> **What the task asks**
Scan the data, and whenever a line contains "impl", copy it.

> **Material shown**
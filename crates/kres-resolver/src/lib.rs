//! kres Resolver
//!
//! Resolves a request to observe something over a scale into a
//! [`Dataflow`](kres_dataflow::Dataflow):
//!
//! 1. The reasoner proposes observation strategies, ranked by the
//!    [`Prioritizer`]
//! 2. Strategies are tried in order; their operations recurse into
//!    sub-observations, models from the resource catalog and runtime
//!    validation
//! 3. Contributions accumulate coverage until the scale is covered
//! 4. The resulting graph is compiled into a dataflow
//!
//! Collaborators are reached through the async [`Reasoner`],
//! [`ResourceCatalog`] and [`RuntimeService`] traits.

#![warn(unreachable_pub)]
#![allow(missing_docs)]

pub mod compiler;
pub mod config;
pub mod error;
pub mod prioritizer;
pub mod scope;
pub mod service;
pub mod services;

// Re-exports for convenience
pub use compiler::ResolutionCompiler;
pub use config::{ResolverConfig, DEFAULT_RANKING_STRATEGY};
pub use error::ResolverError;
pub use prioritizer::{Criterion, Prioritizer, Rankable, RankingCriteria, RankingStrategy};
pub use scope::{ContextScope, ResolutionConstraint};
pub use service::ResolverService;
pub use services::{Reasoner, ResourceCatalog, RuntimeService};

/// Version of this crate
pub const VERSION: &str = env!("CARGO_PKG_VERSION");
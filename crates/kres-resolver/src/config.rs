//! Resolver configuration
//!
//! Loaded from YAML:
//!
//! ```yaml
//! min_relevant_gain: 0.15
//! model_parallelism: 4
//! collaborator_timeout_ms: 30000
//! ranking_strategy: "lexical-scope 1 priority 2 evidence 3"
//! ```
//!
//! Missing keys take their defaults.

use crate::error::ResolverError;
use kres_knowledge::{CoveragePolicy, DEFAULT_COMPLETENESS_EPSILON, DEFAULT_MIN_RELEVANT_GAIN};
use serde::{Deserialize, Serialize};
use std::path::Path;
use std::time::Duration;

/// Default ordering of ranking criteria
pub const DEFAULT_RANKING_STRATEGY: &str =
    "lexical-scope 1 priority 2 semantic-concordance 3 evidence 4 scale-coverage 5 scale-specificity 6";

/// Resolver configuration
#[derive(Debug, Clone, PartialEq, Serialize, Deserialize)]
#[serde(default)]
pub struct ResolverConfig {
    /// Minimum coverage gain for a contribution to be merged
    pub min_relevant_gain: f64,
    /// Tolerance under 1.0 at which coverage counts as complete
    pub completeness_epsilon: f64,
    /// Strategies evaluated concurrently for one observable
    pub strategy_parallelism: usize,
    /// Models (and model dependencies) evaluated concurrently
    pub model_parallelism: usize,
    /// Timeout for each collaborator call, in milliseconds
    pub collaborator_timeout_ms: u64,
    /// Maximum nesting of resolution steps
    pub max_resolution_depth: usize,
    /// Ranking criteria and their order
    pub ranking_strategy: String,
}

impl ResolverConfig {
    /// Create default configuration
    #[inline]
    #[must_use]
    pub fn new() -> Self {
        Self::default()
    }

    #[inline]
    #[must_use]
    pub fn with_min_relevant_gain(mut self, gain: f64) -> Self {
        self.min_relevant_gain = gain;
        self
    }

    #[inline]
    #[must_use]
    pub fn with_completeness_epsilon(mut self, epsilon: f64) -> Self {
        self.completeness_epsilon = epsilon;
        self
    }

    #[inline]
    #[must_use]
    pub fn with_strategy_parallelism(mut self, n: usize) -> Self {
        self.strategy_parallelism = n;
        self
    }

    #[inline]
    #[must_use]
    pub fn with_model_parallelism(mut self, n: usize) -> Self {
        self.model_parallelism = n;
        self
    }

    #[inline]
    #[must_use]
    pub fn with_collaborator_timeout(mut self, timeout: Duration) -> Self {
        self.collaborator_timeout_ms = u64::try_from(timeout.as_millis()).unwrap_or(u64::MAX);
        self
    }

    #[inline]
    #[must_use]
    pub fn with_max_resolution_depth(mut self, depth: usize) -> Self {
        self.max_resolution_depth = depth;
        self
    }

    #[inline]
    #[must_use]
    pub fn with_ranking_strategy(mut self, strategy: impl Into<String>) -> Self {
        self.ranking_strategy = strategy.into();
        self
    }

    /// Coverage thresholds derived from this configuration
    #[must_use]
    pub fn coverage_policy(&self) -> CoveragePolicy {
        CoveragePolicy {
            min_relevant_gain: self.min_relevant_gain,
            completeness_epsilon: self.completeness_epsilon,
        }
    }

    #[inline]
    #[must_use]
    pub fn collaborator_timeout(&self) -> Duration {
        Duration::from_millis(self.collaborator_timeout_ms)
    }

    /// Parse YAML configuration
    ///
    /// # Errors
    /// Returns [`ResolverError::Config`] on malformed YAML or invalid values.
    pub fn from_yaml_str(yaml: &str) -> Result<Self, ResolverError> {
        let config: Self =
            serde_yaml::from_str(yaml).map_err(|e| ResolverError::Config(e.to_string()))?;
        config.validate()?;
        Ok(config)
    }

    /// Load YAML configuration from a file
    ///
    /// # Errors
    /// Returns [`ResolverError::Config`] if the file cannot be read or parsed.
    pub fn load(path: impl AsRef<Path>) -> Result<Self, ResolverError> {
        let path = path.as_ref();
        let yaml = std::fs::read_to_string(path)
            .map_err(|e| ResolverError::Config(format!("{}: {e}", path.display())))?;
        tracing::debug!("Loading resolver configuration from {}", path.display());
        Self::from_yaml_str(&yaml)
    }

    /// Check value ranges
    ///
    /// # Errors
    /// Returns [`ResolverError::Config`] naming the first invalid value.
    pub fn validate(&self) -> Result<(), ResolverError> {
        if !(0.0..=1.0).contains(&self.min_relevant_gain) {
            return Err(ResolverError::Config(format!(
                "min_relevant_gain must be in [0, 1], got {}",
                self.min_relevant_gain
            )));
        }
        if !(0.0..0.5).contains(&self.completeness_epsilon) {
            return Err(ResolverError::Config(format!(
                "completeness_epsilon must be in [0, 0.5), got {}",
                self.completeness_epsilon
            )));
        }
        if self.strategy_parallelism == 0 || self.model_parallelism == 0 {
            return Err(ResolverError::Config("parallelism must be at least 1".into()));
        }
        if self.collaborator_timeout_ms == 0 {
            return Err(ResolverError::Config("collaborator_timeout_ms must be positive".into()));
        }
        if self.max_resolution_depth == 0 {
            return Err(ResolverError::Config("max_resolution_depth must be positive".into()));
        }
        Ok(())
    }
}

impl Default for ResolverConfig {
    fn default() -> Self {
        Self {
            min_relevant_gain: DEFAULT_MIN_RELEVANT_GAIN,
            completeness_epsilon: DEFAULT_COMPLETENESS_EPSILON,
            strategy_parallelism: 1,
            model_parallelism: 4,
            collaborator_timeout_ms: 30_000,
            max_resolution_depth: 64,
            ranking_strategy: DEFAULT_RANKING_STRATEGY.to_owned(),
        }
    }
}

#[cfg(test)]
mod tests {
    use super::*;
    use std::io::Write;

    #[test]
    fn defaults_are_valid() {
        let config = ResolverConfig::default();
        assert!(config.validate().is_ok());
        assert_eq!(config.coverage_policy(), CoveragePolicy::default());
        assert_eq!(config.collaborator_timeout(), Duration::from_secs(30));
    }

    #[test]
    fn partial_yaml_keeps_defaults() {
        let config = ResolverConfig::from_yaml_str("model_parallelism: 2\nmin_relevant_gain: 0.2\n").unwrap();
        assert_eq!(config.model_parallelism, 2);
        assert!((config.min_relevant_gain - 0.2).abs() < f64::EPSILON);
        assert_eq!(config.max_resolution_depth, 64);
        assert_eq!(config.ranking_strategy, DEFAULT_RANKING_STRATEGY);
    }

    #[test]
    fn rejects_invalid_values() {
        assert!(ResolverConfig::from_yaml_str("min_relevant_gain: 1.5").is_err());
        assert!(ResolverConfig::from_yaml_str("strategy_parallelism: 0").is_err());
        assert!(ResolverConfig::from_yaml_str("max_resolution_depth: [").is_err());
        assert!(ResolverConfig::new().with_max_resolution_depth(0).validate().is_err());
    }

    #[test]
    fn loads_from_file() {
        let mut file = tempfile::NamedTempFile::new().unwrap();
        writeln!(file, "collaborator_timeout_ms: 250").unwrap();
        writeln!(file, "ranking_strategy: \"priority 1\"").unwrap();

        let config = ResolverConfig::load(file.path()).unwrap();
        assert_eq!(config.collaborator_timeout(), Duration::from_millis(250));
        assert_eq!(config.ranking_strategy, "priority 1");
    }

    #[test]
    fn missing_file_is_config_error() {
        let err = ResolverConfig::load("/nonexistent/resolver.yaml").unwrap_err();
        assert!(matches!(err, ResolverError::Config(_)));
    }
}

> **Reply to the exercise**
impl ResolverConfig {
    pub fn with_ranking_strategy(mut self, strategy: impl Into<String>) -> Self {
    pub fn load(path: impl AsRef<Path>) -> Result<Self, ResolverError> {
impl Default for ResolverConfig {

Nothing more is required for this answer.